Summary of Multilinear Mixture Of Experts: Scalable Expert Specialization Through Factorization, by James Oldfield et al.
Multilinear Mixture of Experts: Scalable Expert Specialization through Factorization
by James Oldfield, Markos Georgopoulos, Grigorios G. Chrysos, Christos Tzelepis, Yannis Panagakis, Mihalis A. Nicolaou, Jiankang Deng, Ioannis Patras
First submitted to arxiv on: 19 Feb 2024
Categories
- Main: Computer Vision and Pattern Recognition (cs.CV)

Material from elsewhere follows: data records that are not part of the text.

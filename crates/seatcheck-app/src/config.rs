//! Configuration management for seatcheck
//!
//! Config stored at: ~/.config/seatcheck/config.json

use serde::{Deserialize, Serialize};
use std::net::SocketAddr;
use std::path::{Path, PathBuf};

use seatcheck_types::{ConfigError, OutputFormat, Result, Unit};

/// Application configuration
#[derive(Debug, Clone, PartialEq, Serialize, Deserialize)]
pub struct Config {
    /// Data directory override (defaults to the platform data dir)
    #[serde(default)]
    pub data_dir: Option<PathBuf>,

    /// Address the REST server listens on
    #[serde(default = "default_bind_addr")]
    pub bind_addr: String,

    /// Unit dimensions are entered in when none is given
    #[serde(default)]
    pub default_unit: Unit,

    /// Default output format (json, table)
    #[serde(default)]
    pub output_format: OutputFormat,

    /// Insert the built-in airline dataset into an empty store
    #[serde(default = "default_true")]
    pub seed_airlines: bool,

    /// Built front-end assets to serve next to the API
    #[serde(default)]
    pub static_dir: Option<PathBuf>,

    /// Cache lifetime for fingerprinted static assets
    #[serde(default = "default_asset_max_age_secs")]
    pub asset_max_age_secs: u64,
}

fn default_bind_addr() -> String {
    "127.0.0.1:5000".to_string()
}

fn default_true() -> bool {
    true
}

fn default_asset_max_age_secs() -> u64 {
    365 * 24 * 60 * 60
}

impl Default for Config {
    fn default() -> Self {
        Self {
            data_dir: None,
            bind_addr: default_bind_addr(),
            default_unit: Unit::default(),
            output_format: OutputFormat::default(),
            seed_airlines: true,
            static_dir: None,
            asset_max_age_secs: default_asset_max_age_secs(),
        }
    }
}

impl Config {
    /// Get the config directory path
    pub fn config_dir() -> Result<PathBuf> {
        let config_dir = dirs::config_dir()
            .ok_or(ConfigError::NotFound)?
            .join("seatcheck");
        Ok(config_dir)
    }

    /// Get the config file path
    pub fn config_path() -> Result<PathBuf> {
        Ok(Self::config_dir()?.join("config.json"))
    }

    /// Get the data directory path
    pub fn data_dir(&self) -> Result<PathBuf> {
        if let Some(ref dir) = self.data_dir {
            return Ok(dir.clone());
        }

        let data_dir = dirs::data_dir()
            .ok_or(ConfigError::NotFound)?
            .join("seatcheck");
        Ok(data_dir)
    }

    /// Parsed listen address
    pub fn socket_addr(&self) -> Result<SocketAddr> {
        self.bind_addr.parse().map_err(|e| {
            ConfigError::InvalidValue(format!("bind_addr '{}': {}", self.bind_addr, e)).into()
        })
    }

    /// Load config from file, or create default
    pub fn load() -> Result<Self> {
        Self::load_from(&Self::config_path()?)
    }

    pub fn load_from(path: &Path) -> Result<Self> {
        if path.exists() {
            let content = std::fs::read_to_string(path)?;
            let config: Config = serde_json::from_str(&content)
                .map_err(|e| ConfigError::ParseError(format!("{}: {}", path.display(), e)))?;
            Ok(config)
        } else {
            Ok(Config::default())
        }
    }

    /// Save config to file
    pub fn save(&self) -> Result<()> {
        self.save_to(&Self::config_path()?)
    }

    pub fn save_to(&self, path: &Path) -> Result<()> {
        if let Some(parent) = path.parent() {
            std::fs::create_dir_all(parent)?;
        }

        let content = serde_json::to_string_pretty(self)?;
        std::fs::write(path, content)?;
        Ok(())
    }
}

impl std::fmt::Display for Config {
    fn fmt(&self, f: &mut std::fmt::Formatter<'_>) -> std::fmt::Result {
        writeln!(f, "Seatcheck Configuration")?;
        writeln!(f, "=======================")?;
        writeln!(f)?;
        writeln!(
            f,
            "Data dir:       {}",
            self.data_dir()
                .map(|p| p.display().to_string())
                .unwrap_or_else(|_| "(error)".to_string())
        )?;
        writeln!(f, "Bind address:   {}", self.bind_addr)?;
        writeln!(f, "Default unit:   {}", self.default_unit)?;
        writeln!(f, "Output format:  {}", self.output_format)?;
        writeln!(f, "Seed airlines:  {}", self.seed_airlines)?;
        writeln!(
            f,
            "Static dir:     {}",
            self.static_dir
                .as_ref()
                .map(|p| p.display().to_string())
                .unwrap_or_else(|| "(none)".to_string())
        )?;
        writeln!(f, "Asset max-age:  {}s", self.asset_max_age_secs)?;

        if let Ok(path) = Self::config_path() {
            writeln!(f)?;
            writeln!(f, "Config file:    {}", path.display())?;
        }

        Ok(())
    }
}

#[cfg(test)]
mod tests {
    use super::*;
    use tempfile::tempdir;

    #[test]
    fn test_defaults() {
        let config = Config::default();
        assert_eq!(config.default_unit, Unit::Inches);
        assert_eq!(config.output_format, OutputFormat::Table);
        assert!(config.seed_airlines);
        assert_eq!(config.socket_addr().unwrap().port(), 5000);
    }

    #[test]
    fn test_partial_file_uses_defaults() {
        let config: Config = serde_json::from_str(r#"{"default_unit": "cm"}"#).unwrap();
        assert_eq!(config.default_unit, Unit::Centimeters);
        assert_eq!(config.bind_addr, "127.0.0.1:5000");
        assert_eq!(config.asset_max_age_secs, 31_536_000);
    }

    #[test]
    fn test_save_and_load_round_trip() {
        let dir = tempdir().unwrap();
        let path = dir.path().join("nested").join("config.json");
        let config = Config {
            data_dir: Some(dir.path().join("data")),
            bind_addr: "0.0.0.0:8080".to_string(),
            ..Config::default()
        };
        config.save_to(&path).unwrap();
        assert_eq!(Config::load_from(&path).unwrap(), config);
        assert_eq!(config.data_dir().unwrap(), dir.path().join("data"));
    }

    #[test]
    fn test_missing_file_is_default() {
        let dir = tempdir().unwrap();
        let config = Config::load_from(&dir.path().join("absent.json")).unwrap();
        assert_eq!(config, Config::default());
    }

    #[test]
    fn test_invalid_bind_addr() {
        let config = Config {
            bind_addr: "not an address".to_string(),
            ..Config::default()
        };
        assert!(config.socket_addr().is_err());
    }
}
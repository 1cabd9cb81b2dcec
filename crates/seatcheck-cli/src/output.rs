//! Output formatting module

use serde::Serialize;

use seatcheck_app::app::BagCheckOutcome;
use seatcheck_domain::model::{Airline, Bag, BagCheckRecord, Dimensions};
use seatcheck_types::{OutputFormat, Result, Unit};

fn print_json<T: Serialize + ?Sized>(value: &T) -> Result<()> {
    println!("{}", serde_json::to_string_pretty(value)?);
    Ok(())
}

fn format_dims(dims: Option<Dimensions>, unit: Unit) -> String {
    match dims {
        Some(d) => match unit {
            Unit::Centimeters => format!("{:.2} x {:.2} x {:.2} cm", d.length_cm, d.width_cm, d.height_cm),
            Unit::Inches => {
                let (l, w, h) = d.to_inches();
                format!("{:.2} x {:.2} x {:.2} in", l, w, h)
            }
        },
        None => "-".to_string(),
    }
}

pub fn print_check(format: OutputFormat, outcome: &BagCheckOutcome, unit: Unit) -> Result<()> {
    if format == OutputFormat::Json {
        return print_json(outcome);
    }

    let airline = &outcome.airline;
    println!("\nBag Check");
    println!("=========");
    println!("Airline:      {} ({})", airline.name, airline.iata_code);
    println!("Data:         {}", airline.verification_status.label());
    println!("Bag:          {}", format_dims(Some(outcome.dimensions), unit));
    let limit = if outcome.is_pet_carrier {
        airline.pet_carrier_envelope()
    } else {
        airline.personal_item_envelope()
    };
    println!(
        "Limit:        {}{}",
        format_dims(limit, unit),
        if outcome.is_pet_carrier { " (pet carrier)" } else { "" }
    );

    if outcome.fits() {
        println!("\nResult:       Fits under the seat");
    } else {
        println!("\nResult:       Does not fit");
        println!("Exceeds in:   {}", outcome.exceeds_in().join(", "));
    }

    if let Some(ref notes) = airline.conflict_notes {
        println!("\nNote: {}", notes);
    }
    if let Some(ref id) = outcome.bag_check_id {
        println!("Recorded as {}", id);
    }

    Ok(())
}

pub fn print_airlines(format: OutputFormat, airlines: &[Airline]) -> Result<()> {
    if format == OutputFormat::Json {
        return print_json(airlines);
    }

    println!(
        "{:<4} {:<22} {:<26} {:<30} {:<8} {}",
        "Code", "Airline", "Personal item (in)", "Personal item (cm)", "Pets", "Status"
    );
    println!("{}", "-".repeat(104));
    for airline in airlines {
        let envelope = airline.personal_item_envelope();
        println!(
            "{:<4} {:<22} {:<26} {:<30} {:<8} {}",
            airline.iata_code,
            airline.name,
            format_dims(envelope, Unit::Inches),
            format_dims(envelope, Unit::Centimeters),
            if airline.pet_carrier_allowed { "Yes" } else { "No" },
            airline.verification_status.label(),
        );
    }
    Ok(())
}

pub fn print_airline(format: OutputFormat, airline: &Airline) -> Result<()> {
    if format == OutputFormat::Json {
        return print_json(airline);
    }

    println!("\n{} ({})", airline.name, airline.iata_code);
    println!("{}", "=".repeat(airline.name.len() + airline.iata_code.len() + 3));
    let personal = airline.personal_item_envelope();
    println!("Personal item:   {}", format_dims(personal, Unit::Inches));
    println!("                 {}", format_dims(personal, Unit::Centimeters));
    if airline.pet_carrier_allowed {
        let pet = airline.pet_carrier_envelope();
        println!("Pet carrier:     {}", format_dims(pet, Unit::Inches));
        println!("                 {}", format_dims(pet, Unit::Centimeters));
    } else {
        println!("Pet carrier:     not allowed");
    }
    println!("Status:          {}", airline.verification_status.label());
    if let Some(ref url) = airline.source_url {
        println!("Source:          {}", url);
    }
    if let Some(date) = airline.last_verified_date {
        println!("Last verified:   {}", date.format("%Y-%m-%d"));
    }
    if let Some(ref notes) = airline.conflict_notes {
        println!("Notes:           {}", notes);
    }
    Ok(())
}

pub fn print_bags(format: OutputFormat, bags: &[Bag]) -> Result<()> {
    if format == OutputFormat::Json {
        return print_json(bags);
    }

    if bags.is_empty() {
        println!("No bags in the catalogue");
        return Ok(());
    }
    for bag in bags {
        println!(
            "{:<36}  {:<40} {:<28}{}",
            bag.id,
            bag.display_name(),
            format_dims(Some(bag.dimensions), Unit::Centimeters),
            if bag.is_pet_carrier { " pet carrier" } else { "" }
        );
    }
    Ok(())
}

pub fn print_history(format: OutputFormat, records: &[BagCheckRecord]) -> Result<()> {
    if format == OutputFormat::Json {
        return print_json(records);
    }

    if records.is_empty() {
        println!("No bag checks recorded");
        return Ok(());
    }
    for record in records {
        let check = &record.check;
        println!(
            "{}  {:<3} {:<28} {}{}",
            check.created_at.format("%Y-%m-%d %H:%M"),
            record.airline.iata_code,
            format_dims(Some(check.dimensions), Unit::Centimeters),
            if check.fits_under_seat { "fits" } else { "does not fit" },
            if check.is_pet_carrier { " (pet carrier)" } else { "" }
        );
    }
    Ok(())
}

- Secondary: Machine Learning (cs.LG)
GrooveSquid.com Paper Summaries
GrooveSquid.com’s goal is to make artificial intelligence research accessible by summarizing AI papers in simpler terms. Each summary below covers the same AI paper, written at different levels of difficulty. The medium difficulty and low difficulty versions are original summaries written by GrooveSquid.com, while the high difficulty version is the paper’s original abstract. Feel free to learn from the version that suits you best!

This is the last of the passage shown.